TASK INSTRUCTIONS: Find the word "payload" below. Copy each line that has it.

------------

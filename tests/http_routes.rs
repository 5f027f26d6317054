mod common;

use axum::{
    Router,
    body::{Body, to_bytes},
    http::{Request, StatusCode, header},
};
use common::fixture;
use farm_market_api::{models::ProductReference, routes::create_api_router, state::AppState};
use rust_decimal_macros::dec;
use serde_json::Value;
use tower::ServiceExt;

fn app(state: AppState) -> Router {
    Router::new()
        .nest("/api", create_api_router())
        .with_state(state)
}

async fn send(app: Router, request: Request<Body>) -> (StatusCode, Vec<u8>) {
    let response = app.oneshot(request).await.expect("response");
    let status = response.status();
    let body = to_bytes(response.into_body(), usize::MAX)
        .await
        .expect("body");
    (status, body.to_vec())
}

fn json(bytes: &[u8]) -> Value {
    serde_json::from_slice(bytes).expect("json body")
}

#[tokio::test]
async fn create_order_over_http() {
    let fx = fixture().await;
    let product = fx.add_product("Heirloom Tomatoes", dec!(10.00), 5).await;

    let payload = serde_json::json!({
        "user_id": fx.buyer.id,
        "product_id": product.id,
        "quantity": 3,
        "price": "10.00",
        "recv_address": "12 Orchard Lane",
        "recv_phone": "13800000000"
    });
    let request = Request::post("/api/order")
        .header(header::CONTENT_TYPE, "application/json")
        .body(Body::from(payload.to_string()))
        .unwrap();

    let (status, body) = send(app(fx.state.clone()), request).await;
    assert_eq!(status, StatusCode::OK);
    let body = json(&body);
    assert_eq!(body["data"]["total_price"], "30.00");
    assert_eq!(body["data"]["status"], 0);
    assert_eq!(fx.product(product.id).await.stock, 2);
}

#[tokio::test]
async fn missing_order_renders_error_envelope() {
    let fx = fixture().await;
    let request = Request::get("/api/order/4242").body(Body::empty()).unwrap();

    let (status, body) = send(app(fx.state.clone()), request).await;
    assert_eq!(status, StatusCode::NOT_FOUND);
    let body = json(&body);
    assert_eq!(body["data"]["code"], "NOT_FOUND");
    assert_eq!(body["message"], "Order not found");
}

#[tokio::test]
async fn refund_before_payment_is_a_conflict() {
    let fx = fixture().await;
    let product = fx.add_product("Heirloom Tomatoes", dec!(10.00), 5).await;
    let order = fx.place_order(&product, 1).await;

    let request = Request::post(format!("/api/order/{}/refund", order.id))
        .header(header::CONTENT_TYPE, "application/json")
        .body(Body::from(r#"{"reason":"too slow"}"#))
        .unwrap();

    let (status, body) = send(app(fx.state.clone()), request).await;
    assert_eq!(status, StatusCode::CONFLICT);
    assert_eq!(json(&body)["data"]["code"], "INVALID_STATE");
}

#[tokio::test]
async fn referenced_product_delete_is_a_conflict() {
    let fx = fixture().await;
    let product = fx.add_product("Heirloom Tomatoes", dec!(10.00), 5).await;
    fx.store.add_reference(ProductReference::Cart, product.id).await;

    let request = Request::delete(format!("/api/product/{}", product.id))
        .body(Body::empty())
        .unwrap();

    let (status, body) = send(app(fx.state.clone()), request).await;
    assert_eq!(status, StatusCode::CONFLICT);
    let body = json(&body);
    assert_eq!(body["data"]["code"], "REFERENTIAL_CONFLICT");
    assert!(body["message"].as_str().unwrap().contains("cart record"));
}

#[tokio::test]
async fn product_page_accepts_sort_parameters() {
    let fx = fixture().await;
    fx.add_product("Heirloom Tomatoes", dec!(12.00), 5).await;
    fx.add_product("Cherry Tomatoes", dec!(9.00), 5).await;

    let request = Request::get("/api/product/page?sort_field=price&sort_order=asc&per_page=1")
        .body(Body::empty())
        .unwrap();

    let (status, body) = send(app(fx.state.clone()), request).await;
    assert_eq!(status, StatusCode::OK);
    let body = json(&body);
    assert_eq!(body["data"][0]["name"], "Cherry Tomatoes");
    assert_eq!(body["meta"]["total"], 2);
    assert_eq!(body["meta"]["per_page"], 1);
}

#[tokio::test]
async fn notify_answers_plain_text() {
    let fx = fixture().await;
    let product = fx.add_product("Heirloom Tomatoes", dec!(10.00), 10).await;
    let order = fx.place_order(&product, 3).await;
    let order_id = order.id.to_string();

    let forged = format!("out_trade_no={order_id}&trade_status=TRADE_SUCCESS&sign=Zm9yZ2Vk");
    let request = Request::post("/api/alipay/notify")
        .header(header::CONTENT_TYPE, "application/x-www-form-urlencoded")
        .body(Body::from(forged))
        .unwrap();
    let (status, body) = send(app(fx.state.clone()), request).await;
    assert_eq!(status, StatusCode::OK);
    assert_eq!(body, b"failure");

    let params = fx.signed_notify(&[
        ("out_trade_no", order_id.as_str()),
        ("trade_status", "TRADE_SUCCESS"),
    ]);
    let encoded = params
        .iter()
        .map(|(k, v)| format!("{}={}", k, encode_form(v)))
        .collect::<Vec<_>>()
        .join("&");
    let request = Request::post("/api/alipay/notify")
        .header(header::CONTENT_TYPE, "application/x-www-form-urlencoded")
        .body(Body::from(encoded))
        .unwrap();
    let (_, body) = send(app(fx.state.clone()), request).await;
    assert_eq!(body, b"success");
    assert_eq!(fx.product(product.id).await.sales_count, 3);
}

#[tokio::test]
async fn pay_page_returns_html_form() {
    let fx = fixture().await;
    let product = fx.add_product("Heirloom Tomatoes", dec!(10.00), 10).await;
    let order = fx.place_order(&product, 2).await;

    let request = Request::get(format!("/api/alipay/pay/{}", order.id))
        .body(Body::empty())
        .unwrap();
    let (status, body) = send(app(fx.state.clone()), request).await;
    assert_eq!(status, StatusCode::OK);
    let html = String::from_utf8(body).unwrap();
    assert!(html.starts_with("<form name=\"punchout_form\""));
}

// Base64 signatures carry `+`, `/` and `=`, which must survive form decoding.
fn encode_form(value: &str) -> String {
    value
        .bytes()
        .map(|b| match b {
            b'A'..=b'Z' | b'a'..=b'z' | b'0'..=b'9' | b'-' | b'_' | b'.' | b'~' => {
                (b as char).to_string()
            }
            _ => format!("%{b:02X}"),
        })
        .collect()
}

------------

SOLUTION TO THE PROBLEM:
    let payload = serde_json::json!({
        .body(Body::from(payload.to_string()))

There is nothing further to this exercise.